Stored data
╔══

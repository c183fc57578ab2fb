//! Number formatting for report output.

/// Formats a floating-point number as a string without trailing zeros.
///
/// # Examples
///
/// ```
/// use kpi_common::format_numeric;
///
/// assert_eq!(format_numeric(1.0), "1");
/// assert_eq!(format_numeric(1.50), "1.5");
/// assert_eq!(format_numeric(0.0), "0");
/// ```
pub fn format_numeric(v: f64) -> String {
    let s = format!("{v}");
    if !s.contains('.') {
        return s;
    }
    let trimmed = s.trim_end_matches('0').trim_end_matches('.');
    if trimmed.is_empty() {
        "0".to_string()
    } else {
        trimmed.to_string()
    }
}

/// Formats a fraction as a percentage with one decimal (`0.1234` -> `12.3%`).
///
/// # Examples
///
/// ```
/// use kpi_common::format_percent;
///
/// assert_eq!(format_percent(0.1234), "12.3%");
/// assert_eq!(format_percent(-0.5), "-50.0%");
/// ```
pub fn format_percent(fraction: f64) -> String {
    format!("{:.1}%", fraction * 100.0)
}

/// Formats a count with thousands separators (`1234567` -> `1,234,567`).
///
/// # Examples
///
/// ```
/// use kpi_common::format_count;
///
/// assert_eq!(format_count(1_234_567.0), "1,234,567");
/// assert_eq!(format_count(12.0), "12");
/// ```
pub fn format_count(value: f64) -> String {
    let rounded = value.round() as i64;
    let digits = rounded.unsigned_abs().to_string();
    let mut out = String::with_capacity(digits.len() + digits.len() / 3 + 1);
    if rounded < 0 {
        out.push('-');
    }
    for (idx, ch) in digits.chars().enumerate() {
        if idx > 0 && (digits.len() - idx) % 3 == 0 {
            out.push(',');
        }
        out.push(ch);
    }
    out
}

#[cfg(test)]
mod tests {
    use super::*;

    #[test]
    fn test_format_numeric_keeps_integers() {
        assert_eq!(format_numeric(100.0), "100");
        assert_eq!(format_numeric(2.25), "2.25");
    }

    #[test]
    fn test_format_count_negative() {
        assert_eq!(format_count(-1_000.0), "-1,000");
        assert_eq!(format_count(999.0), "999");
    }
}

╚══
╔══

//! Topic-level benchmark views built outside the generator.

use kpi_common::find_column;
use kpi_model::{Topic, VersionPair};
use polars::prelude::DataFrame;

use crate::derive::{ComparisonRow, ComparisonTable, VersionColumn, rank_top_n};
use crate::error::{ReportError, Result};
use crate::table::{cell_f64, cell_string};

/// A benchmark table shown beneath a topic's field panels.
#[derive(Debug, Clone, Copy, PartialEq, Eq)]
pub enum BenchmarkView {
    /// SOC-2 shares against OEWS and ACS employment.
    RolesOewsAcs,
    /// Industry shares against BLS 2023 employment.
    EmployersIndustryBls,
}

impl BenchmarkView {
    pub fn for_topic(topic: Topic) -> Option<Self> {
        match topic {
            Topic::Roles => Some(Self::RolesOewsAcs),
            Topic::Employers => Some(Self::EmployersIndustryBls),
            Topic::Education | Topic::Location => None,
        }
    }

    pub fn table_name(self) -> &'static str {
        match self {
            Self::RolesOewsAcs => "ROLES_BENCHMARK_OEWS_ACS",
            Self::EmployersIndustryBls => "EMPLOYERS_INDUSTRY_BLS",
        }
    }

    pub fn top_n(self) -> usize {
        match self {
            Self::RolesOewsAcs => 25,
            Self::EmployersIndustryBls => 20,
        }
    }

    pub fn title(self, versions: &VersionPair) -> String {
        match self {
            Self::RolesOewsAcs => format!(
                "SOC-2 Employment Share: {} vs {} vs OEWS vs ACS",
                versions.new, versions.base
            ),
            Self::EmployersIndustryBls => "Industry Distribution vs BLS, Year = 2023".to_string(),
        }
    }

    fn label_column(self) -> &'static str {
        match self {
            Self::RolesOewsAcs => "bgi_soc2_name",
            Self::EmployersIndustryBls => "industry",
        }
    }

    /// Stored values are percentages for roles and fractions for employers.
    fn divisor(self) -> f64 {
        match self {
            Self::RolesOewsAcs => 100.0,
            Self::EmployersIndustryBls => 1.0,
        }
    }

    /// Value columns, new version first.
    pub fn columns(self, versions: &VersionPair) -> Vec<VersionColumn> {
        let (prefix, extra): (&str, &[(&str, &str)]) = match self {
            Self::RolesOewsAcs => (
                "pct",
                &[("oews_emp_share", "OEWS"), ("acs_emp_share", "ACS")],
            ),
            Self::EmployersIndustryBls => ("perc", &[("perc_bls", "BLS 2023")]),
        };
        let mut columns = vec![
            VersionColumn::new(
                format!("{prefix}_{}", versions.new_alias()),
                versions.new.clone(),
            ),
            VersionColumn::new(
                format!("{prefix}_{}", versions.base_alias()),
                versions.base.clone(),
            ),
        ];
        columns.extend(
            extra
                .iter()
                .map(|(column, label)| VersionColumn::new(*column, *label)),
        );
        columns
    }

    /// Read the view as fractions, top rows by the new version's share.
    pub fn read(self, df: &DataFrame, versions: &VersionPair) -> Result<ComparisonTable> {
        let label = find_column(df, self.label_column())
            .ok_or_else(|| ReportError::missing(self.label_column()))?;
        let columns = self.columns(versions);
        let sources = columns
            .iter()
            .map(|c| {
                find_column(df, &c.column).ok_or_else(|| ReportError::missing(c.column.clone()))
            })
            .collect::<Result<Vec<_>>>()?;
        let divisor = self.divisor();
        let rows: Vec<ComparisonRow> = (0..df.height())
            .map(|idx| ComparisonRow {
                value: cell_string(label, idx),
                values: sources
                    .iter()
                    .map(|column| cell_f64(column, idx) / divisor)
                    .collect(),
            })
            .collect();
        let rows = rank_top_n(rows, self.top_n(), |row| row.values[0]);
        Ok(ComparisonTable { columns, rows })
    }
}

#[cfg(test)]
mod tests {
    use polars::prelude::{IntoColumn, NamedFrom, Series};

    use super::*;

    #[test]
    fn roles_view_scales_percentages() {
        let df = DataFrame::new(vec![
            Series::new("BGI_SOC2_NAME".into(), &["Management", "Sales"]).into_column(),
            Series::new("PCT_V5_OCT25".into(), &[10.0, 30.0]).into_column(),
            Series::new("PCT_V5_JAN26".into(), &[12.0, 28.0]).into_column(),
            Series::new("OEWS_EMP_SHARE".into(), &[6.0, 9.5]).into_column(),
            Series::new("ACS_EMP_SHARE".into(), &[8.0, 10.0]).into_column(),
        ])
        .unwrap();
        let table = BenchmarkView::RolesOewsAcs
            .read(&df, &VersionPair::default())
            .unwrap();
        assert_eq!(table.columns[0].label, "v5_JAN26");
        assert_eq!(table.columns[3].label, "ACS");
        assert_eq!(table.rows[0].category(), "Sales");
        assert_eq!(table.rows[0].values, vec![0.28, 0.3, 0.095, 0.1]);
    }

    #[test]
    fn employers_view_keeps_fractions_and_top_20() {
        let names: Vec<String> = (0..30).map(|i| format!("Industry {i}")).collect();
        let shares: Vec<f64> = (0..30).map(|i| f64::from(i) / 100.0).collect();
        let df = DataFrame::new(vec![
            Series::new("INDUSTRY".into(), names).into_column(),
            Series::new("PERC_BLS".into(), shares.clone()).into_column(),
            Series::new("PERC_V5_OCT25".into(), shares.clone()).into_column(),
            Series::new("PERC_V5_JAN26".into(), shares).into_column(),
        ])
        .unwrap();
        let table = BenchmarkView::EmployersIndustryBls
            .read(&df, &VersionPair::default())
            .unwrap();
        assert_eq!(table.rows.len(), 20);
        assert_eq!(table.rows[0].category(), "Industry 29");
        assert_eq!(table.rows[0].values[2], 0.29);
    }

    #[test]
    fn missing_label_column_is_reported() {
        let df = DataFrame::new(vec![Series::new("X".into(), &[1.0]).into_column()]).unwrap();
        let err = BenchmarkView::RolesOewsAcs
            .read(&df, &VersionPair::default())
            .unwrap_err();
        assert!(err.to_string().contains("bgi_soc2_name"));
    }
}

╚══

Of all the entries above, repeat only the lines from the line that has "new version first." to the line that has "let columns = self.columns(versions);", both lines included, exactly.

**Exercise solution**.
    /// Value columns, new version first.
    pub fn columns(self, versions: &VersionPair) -> Vec<VersionColumn> {
        let (prefix, extra): (&str, &[(&str, &str)]) = match self {
            Self::RolesOewsAcs => (
                "pct",
                &[("oews_emp_share", "OEWS"), ("acs_emp_share", "ACS")],
            ),
            Self::EmployersIndustryBls => ("perc", &[("perc_bls", "BLS 2023")]),
        };
        let mut columns = vec![
            VersionColumn::new(
                format!("{prefix}_{}", versions.new_alias()),
                versions.new.clone(),
            ),
            VersionColumn::new(
                format!("{prefix}_{}", versions.base_alias()),
                versions.base.clone(),
            ),
        ];
        columns.extend(
            extra
                .iter()
                .map(|(column, label)| VersionColumn::new(*column, *label)),
        );
        columns
    }

    /// Read the view as fractions, top rows by the new version's share.
    pub fn read(self, df: &DataFrame, versions: &VersionPair) -> Result<ComparisonTable> {
        let label = find_column(df, self.label_column())
            .ok_or_else(|| ReportError::missing(self.label_column()))?;
        let columns = self.columns(versions);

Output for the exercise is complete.